According to HP’s own estimates of the IT market, HP played in markets that comprised a total of $710bn in spending in 2003. The enterprise market, at $320bn, was about half of the total potential market for HP, but HP only had 8.4 per cent of that market. HP reckons it has the largest share of the $186bn market of small and midsized businesses, which is growing at 5.8 per cent compounded annually, but that share is still only 10.2 per cent. (The enterprise market is growing at about 5 per centannually, according to HP.) There seems to be less upside in the consumer market, which HP estimates was worth about $87bn in 2003, of which it had about an 18.6 per cemt share. The public sector business (healthcare, state, local, and federal governments) comprised about $118bn in opportunity, but HP only had a 7.6 per cent share. While getting market share from 10 per cent to 20 per cent is not as easy as getting from 5 per cent to 10 per cent in most markets, HP is one of the two largest IT suppliers in the world. If anyone has a shot, it is a company like HP. (Getting much beyond 25 per cent seems very unlikely in most markets.)

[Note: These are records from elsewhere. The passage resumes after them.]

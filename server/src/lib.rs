//! Local entry point for the code-search tools: symbol extraction, the
//! structural-stub fallback, and the MCP tool handlers built on top of
//! `codesearch_core`. The wire transport these are served over is out of
//! scope here — see `tools::ToolContext` for the boundary.

#[cfg(feature = "treesitter")]
pub mod ast;
pub mod stubs;
pub mod tools;
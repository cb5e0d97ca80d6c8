//! Test harness for the MCP tool handlers.
//!
//! Builds a `ToolContext` over fixture files copied into a temp project dir,
//! with index storage in a separate temp "indexes root", then calls the
//! `codesearch_server::tools` functions directly — no JSON-RPC or transport
//! layer involved.

pub mod fixtures;

use codesearch_core::embedding::DeterministicTestEmbedder;
use codesearch_core::metadata::EmbeddingModels;
use codesearch_server::tools::ToolContext;
use tempfile::TempDir;

pub struct TestProject {
    pub project_dir: TempDir,
    pub indexes_dir: TempDir,
    pub embedder: DeterministicTestEmbedder,
}

impl TestProject {
    /// Create a project dir populated from a named fixture, with its own
    /// isolated indexes root (so tests never touch `~/.mcp/search`).
    pub fn from_fixture(name: &str) -> Self {
        let fixture_src =
            std::path::Path::new(env!("CARGO_MANIFEST_DIR")).join("tests/fixtures").join(name);
        assert!(fixture_src.exists(), "fixture '{name}' not found at {}", fixture_src.display());

        let project_dir = TempDir::new().expect("create project temp dir");
        fixtures::copy_dir_recursive(&fixture_src, project_dir.path());

        let indexes_dir = TempDir::new().expect("create indexes temp dir");

        Self {
            project_dir,
            indexes_dir,
            embedder: DeterministicTestEmbedder::new("test-embedder-v1", 32),
        }
    }

    pub fn root(&self) -> std::path::PathBuf {
        self.project_dir.path().canonicalize().expect("canonicalize project dir")
    }

    pub fn ctx(&self) -> ToolContext<'_> {
        ToolContext {
            project_root: self.project_dir.path(),
            indexes_root: self.indexes_dir.path(),
            embedding_models: self.embedding_models(),
            code_embedder: &self.embedder,
        }
    }

    pub fn embedding_models(&self) -> EmbeddingModels {
        use codesearch_core::embedding::EmbeddingProvider;
        EmbeddingModels {
            code_model_name: self.embedder.model_name().to_string(),
            code_model_dimension: self.embedder.dimension(),
            docs_model_name: self.embedder.model_name().to_string(),
            docs_model_dimension: self.embedder.dimension(),
        }
    }

    /// Write (or overwrite) a file relative to the project root.
    pub fn write_file(&self, relative: &str, content: &str) {
        let path = self.project_dir.path().join(relative);
        if let Some(parent) = path.parent() {
            std::fs::create_dir_all(parent).expect("create parent dirs");
        }
        std::fs::write(path, content).expect("write fixture file");
    }
}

HP reckons it has about 23 per cent of the $98bn imaging and printing market, about 12.6 per cent of the $168bn PC business, about 16% of the $96bn enterprise systems business, and only 3.5 per cent of the $349bn IT services business. (Again, those categories are only for products and services HP offers, not for the entire IT sector.)
HP is also adding new markets that it believes can push the company’s total addressable market to $1 trillion, and by getting products in these new markets it can increase the IT spend in places where it already has customers. HP reckons that, in the 2003 market, security was worth $11bn, IT management software was worth $15bn, mobility products comprised $200bn in sales, and rich digital media comprised another $400bn.
HP’s share in these markets is very small, and this is what Fiorina wants to change. She also said that even the largest HP customers typically spend only 10 per cent of their IT budget with HP. She wants that number to go up, too. It’s all about cross-selling, upselling, and stressing the value of the full HP portfolio. This is easy to say but hard to do.